Et c’est ainsi que cela s’est passé d’école en école, établissant une nouvelle norme de la façon d’être sur Internet qui était fermement enchevêtrée avec la façon d’être à l’université. Une innovation marketing précoce, selon Marks, a été que les fondateurs de la société ont créé une demande dans une école avant de s’y lancer. « Cela signifiait que les gens mouraient d’envie d’être sur Facebook, alors il a été lancé avec cette forte densité, et cela a apporté tout cet engagement très tôt », dit-elle.

Un lancement de TheFacebook a créé une frénésie. Qui avait le temps de réfléchir à la relation théorique entre sa personnalité en ligne et son moi hors ligne ? Plus tard, il y aurait la politique des noms réels et Cambridge Analytica et la compréhension rampante que nous avons tous donné aux mécanismes publicitaires les plus sophistiqués de l’histoire du monde toutes les informations dont ils ont besoin pour nous vendre des choses. Les enfants deviendraient intelligents et reviendraient aux noms d’utilisateur et aux plateformes de messagerie privées et éphémères. Une nouvelle génération, plus avisée, crée de nouvelles normes. C’est bien, mais ce n’est pas la même chose que de revenir au monde que j’ai pris pour acquis jusqu’en février de ma dernière année.

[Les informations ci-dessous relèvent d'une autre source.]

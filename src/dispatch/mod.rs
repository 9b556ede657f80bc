//! Server-side splitting of responses into sequenced fragments.
//!
//! The [`Dispatcher`] holds no per-request state: each inbound request is
//! answered by invoking the [`Responder`], numbering the produced fragments
//! `0..N-1`, and emitting one datagram per fragment. Delivery order is
//! deliberately decoupled from sequence order: with
//! [`DispatchOrder::Shuffled`] the fragments leave in a random permutation,
//! exercising the reordering tolerance the client must provide.

pub mod error;
mod responder;

use std::{net::SocketAddr, time::Duration};

use rand::{rng, seq::SliceRandom};
use tokio::{net::UdpSocket, time};

pub use error::DispatchError;
pub use responder::{Responder, VowelFinder};

use crate::{
    metrics,
    wire::{Frame, RequestFrame, ResponseFrame},
};

/// Order in which response fragments are put on the wire.
#[derive(Clone, Copy, Debug, Default, PartialEq, Eq)]
pub enum DispatchOrder {
    /// Send fragments in ascending sequence order.
    Sequential,
    /// Send fragments in a random permutation. The protocol promises nothing
    /// about delivery order, so clients must cope either way; shuffling
    /// keeps that property exercised.
    #[default]
    Shuffled,
}

/// Stateless fragment emitter for the server role.
#[derive(Debug)]
pub struct Dispatcher<R> {
    responder: R,
    order: DispatchOrder,
    fragment_delay: Option<Duration>,
}

impl<R: Responder> Dispatcher<R> {
    /// Create a dispatcher answering requests with `responder`.
    #[must_use]
    pub fn new(responder: R) -> Self {
        Self {
            responder,
            order: DispatchOrder::default(),
            fragment_delay: None,
        }
    }

    /// Select the on-wire fragment order.
    #[must_use]
    pub fn with_order(mut self, order: DispatchOrder) -> Self {
        self.order = order;
        self
    }

    /// Sleep between fragment sends, simulating a slow or jittery peer.
    #[must_use]
    pub fn with_fragment_delay(mut self, delay: Option<Duration>) -> Self {
        self.fragment_delay = delay;
        self
    }

    /// Answer one request by sending its response fragments to `peer`.
    ///
    /// A responder that produces zero fragments results in zero datagrams;
    /// the requester is expected to rely on its own timeout.
    ///
    /// # Errors
    ///
    /// Returns [`DispatchError`] when the fragment count overflows the wire
    /// format's counter or a send fails.
    pub async fn dispatch(
        &self,
        socket: &UdpSocket,
        request: RequestFrame,
        peer: SocketAddr,
    ) -> Result<(), DispatchError> {
        let fragments = self.responder.respond(&request.message);
        let (total, mut plan) = sequence_fragments(fragments)?;

        if plan.is_empty() {
            tracing::debug!(id = %request.request_id, %peer, "request produced no fragments");
            return Ok(());
        }
        if self.order == DispatchOrder::Shuffled {
            plan.shuffle(&mut rng());
        }

        for (sequence, payload) in plan {
            if let Some(delay) = self.fragment_delay {
                time::sleep(delay).await;
            }
            let frame = Frame::Response(ResponseFrame {
                request_id: request.request_id.clone(),
                sequence,
                total,
                payload,
            });
            socket.send_to(frame.encode().as_bytes(), peer).await?;
            metrics::inc_datagrams(metrics::Direction::Outbound);
        }
        tracing::debug!(id = %request.request_id, %peer, total, "response dispatched");
        Ok(())
    }
}

/// Pair each fragment with its zero-based sequence number and return the
/// total fragment count.
///
/// # Errors
///
/// Returns [`DispatchError::TooManyFragments`] when the count does not fit
/// the wire format's `u32` total.
fn sequence_fragments(
    fragments: Vec<String>,
) -> Result<(u32, Vec<(u32, String)>), DispatchError> {
    let total = u32::try_from(fragments.len()).map_err(|_| DispatchError::TooManyFragments {
        count: fragments.len(),
    })?;
    Ok((total, (0_u32..).zip(fragments).collect()))
}

#[cfg(test)]
mod tests;
//! Wire frames for the multipart request/response protocol.
//!
//! Frames are colon-delimited text, one frame per datagram:
//!
//! - request: `REQUEST:<id>:<message>`
//! - response: `RESPONSE:<id>:<sequence>:<total>:<payload>`
//!
//! The message and payload fields occupy the remainder of the frame, so both
//! may contain colons. Decoding never panics; malformed input surfaces as a
//! [`WireError`] that callers log and discard at the transport edge.

pub mod error;
mod frame;

pub use error::WireError;
pub use frame::{Frame, REQUEST_TAG, RESPONSE_TAG, RequestFrame, ResponseFrame};

#[cfg(test)]
mod tests;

Voir ces dynamiques se jouer à des échelles toujours plus grandes a été désorientant. Le monde ne devrait pas être aussi parfaitement fractal. Et normalement, il est trop énorme pour être compris : les millions de façons de vivre, de parler et de manger, les coins oubliés, les déserts, les fermiers, les habitants des bayous, les tours de Singapour, les soudeurs d’Accra, les vaqueros, les guides de pêche à la mouche, les fabricants de poinçons, les enfants mineurs de terres rares, les chocolatiers, les chamans et les peintres. Mais avec Facebook, mon dortoir s’est étendu au monde entier. Tout ce fatras de 2 milliards de personnes partage quelque chose maintenant, cette chose appelée Facebook. Il n’y a presque aucun endroit sur Terre où l’on peut dire définitivement : Il n’y a pas de Facebook ici et Facebook n’a rien changé. Même les peuples indigènes non contactés de l’Amazonie sont devenus viraux.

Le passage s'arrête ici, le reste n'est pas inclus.